As an example, the computerized control equipment 2180 can include one or more processors, memory that store instructions executable by a processor, and one or more interfaces, which can include interfaces for transmission of information and/or receipt of information from one or more pieces of equipment in the system 2100, which may include one or more sensors, one or more actuators, etc. As an example, the computerized control equipment 2180 can be a controller that issues control information via one or more interfaces to one or more pieces of equipment in the system 2100. As an example, the computerized control equipment 2180 can include one or more of the components of the system 250 of FIG. 2. As an example, the system 100 and/or the geologic environment 150 of FIG. 1 may include one or more of the components of the system 2100 of FIG. 21 and vice versa.

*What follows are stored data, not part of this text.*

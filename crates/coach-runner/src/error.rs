//! Orchestrator error taxonomy
//!
//! Every fatal condition carries enough context to print an actionable
//! remediation for the operator, see [`OrchestratorError::remediation`].

use coach_supervisor::ControlPlaneError;
use coach_types::ServiceId;
use std::path::PathBuf;
use thiserror::Error;

/// Result type for orchestrator operations
pub type Result<T> = std::result::Result<T, OrchestratorError>;

#[derive(Error, Debug)]
pub enum OrchestratorError {
    /// The control plane did not answer usably
    #[error("{service}: control plane unreachable during {action}: {source}")]
    Unreachable {
        service: ServiceId,
        action: &'static str,
        #[source]
        source: ControlPlaneError,
    },

    /// The control plane answered with a structured failure
    #[error("{service}: control plane rejected {action}: {source}")]
    Api {
        service: ServiceId,
        action: &'static str,
        #[source]
        source: ControlPlaneError,
    },

    /// A readiness or deployment poll exhausted its budget
    #[error("{target} not ready after {attempts} attempts")]
    Timeout { target: String, attempts: u32 },

    /// Safety gate halt
    #[error("{service} holds configuration that is not under coach management")]
    OwnershipConflict { service: ServiceId },

    /// Writing the desired configuration failed
    #[error("{service}: failed to apply desired configuration: {source}")]
    ConfigDriftUnresolved {
        service: ServiceId,
        #[source]
        source: ControlPlaneError,
    },

    /// A credential rotation reached only part of its consumers
    #[error("credential rotation incomplete, still pending on: {}", join_ids(.pending))]
    CredentialPropagationIncomplete { pending: Vec<ServiceId> },

    #[error("State file error at {path}: {source}")]
    State {
        path: PathBuf,
        #[source]
        source: std::io::Error,
    },

    #[error("Corrupt state file {path}: {source}")]
    StateCorrupt {
        path: PathBuf,
        #[source]
        source: serde_json::Error,
    },

    #[error("Configuration error: {message}")]
    Config { message: String },
}

fn join_ids(ids: &[ServiceId]) -> String {
    ids.iter()
        .map(ServiceId::as_str)
        .collect::<Vec<_>>()
        .join(", ")
}

impl OrchestratorError {
    /// Classify a control-plane failure for `action` on `service`
    pub fn control_plane(service: &ServiceId, action: &'static str, source: ControlPlaneError) -> Self {
        if source.is_unreachable() {
            Self::Unreachable {
                service: service.clone(),
                action,
                source,
            }
        } else {
            Self::Api {
                service: service.clone(),
                action,
                source,
            }
        }
    }

    pub fn config<S: Into<String>>(message: S) -> Self {
        Self::Config {
            message: message.into(),
        }
    }

    pub fn state(path: impl Into<PathBuf>, source: std::io::Error) -> Self {
        Self::State {
            path: path.into(),
            source,
        }
    }

    /// What the operator should do about this failure
    pub fn remediation(&self) -> String {
        match self {
            Self::Unreachable { .. } => {
                "The Supervisor API did not respond. Check that the add-on has \
                 `hassio_api: true` and re-run; every step is safe to repeat."
                    .to_string()
            }
            Self::Api { service, action, .. } => format!(
                "The Supervisor refused to {action} {service}. Open the Supervisor \
                 log for the exact reason, fix it (disk space, store repository), then re-run."
            ),
            Self::Timeout { target, .. } => format!(
                "{target} did not become ready in time. Check its add-on log; \
                 the next run resumes where this one stopped."
            ),
            Self::OwnershipConflict { service } => format!(
                "{service} is already installed and its flows were not created by coach. \
                 Back up your flows, then set `confirm_nodered_takeover: true` in the add-on \
                 configuration to let coach replace them."
            ),
            Self::ConfigDriftUnresolved { service, .. } => format!(
                "Writing the configuration of {service} failed. Compare its options \
                 with the add-on documentation and correct invalid values, then re-run."
            ),
            Self::CredentialPropagationIncomplete { pending } => format!(
                "The new broker credentials did not reach {}. Re-run to finish the \
                 rotation; the previous pair stays active until then.",
                join_ids(pending)
            ),
            Self::State { path, .. } | Self::StateCorrupt { path, .. } => format!(
                "Cannot use state file {}. Check permissions on the data directory; \
                 remove the file only if you intend to reset coach's ownership record.",
                path.display()
            ),
            Self::Config { .. } => {
                "Fix the add-on configuration options and restart the add-on.".to_string()
            }
        }
    }
}
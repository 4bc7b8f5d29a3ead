//! Log subscriber setup
//!
//! The subscriber is installed before any configuration is read so that
//! warnings from loading the environment and operator options are visible.
//! The `debug_logging` option is only known afterwards and is applied by
//! swapping the filter in place.

use tracing_subscriber::{
    fmt, layer::SubscriberExt, reload, util::SubscriberInitExt, EnvFilter, Registry,
};

const DEFAULT_FILTER: &str = "info,coach_runner=info,coach_supervisor=info,rumqttc=warn";
const DEBUG_FILTER: &str = "debug,coach_runner=debug,coach_supervisor=debug,rumqttc=info";

/// Handle for adjusting verbosity once the operator options are loaded
pub struct LogHandle {
    handle: reload::Handle<EnvFilter, Registry>,
    /// `RUST_LOG` was set and always wins
    from_env: bool,
}

impl LogHandle {
    /// Switch between the default and the debug filter
    pub fn set_debug(&self, debug: bool) -> Result<(), reload::Error> {
        if self.from_env {
            return Ok(());
        }
        self.handle.reload(default_filter(debug))
    }
}

fn default_filter(debug: bool) -> EnvFilter {
    EnvFilter::new(if debug { DEBUG_FILTER } else { DEFAULT_FILTER })
}

fn reloadable(env_filter: Option<EnvFilter>) -> (reload::Layer<EnvFilter, Registry>, LogHandle) {
    let from_env = env_filter.is_some();
    let (layer, handle) = reload::Layer::new(env_filter.unwrap_or_else(|| default_filter(false)));
    (layer, LogHandle { handle, from_env })
}

/// Install the global subscriber: `RUST_LOG` if set, otherwise the default filter
pub fn init() -> LogHandle {
    let (filter, handle) = reloadable(EnvFilter::try_from_default_env().ok());
    tracing_subscriber::registry()
        .with(filter)
        .with(fmt::layer())
        .init();
    handle
}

As an example, a controller may aim to expedite recovery of oil, make recovery more efficient, make surface processing more efficient, etc. Such a controller may be operatively coupled to a reservoir simulator that is operated in an improved manner (see, e.g., the plot 1600 of FIG. 16 and the plot 1900 of FIG. 19) where the reservoir simulator includes instructions that are stored in memory and executable by one or more processors to provide an improved reservoir simulator.

As an example, chemical additives to reduce interfacial tension can be utilized that are detergent type compounds such as, for example, petroleum sulfonates and/or other chemicals. An operation can be controlled at least in part via use of a simulator, which can help to minimizing amount of chemicals to achieve a desired change in interfacial tension and/or mobility ratio.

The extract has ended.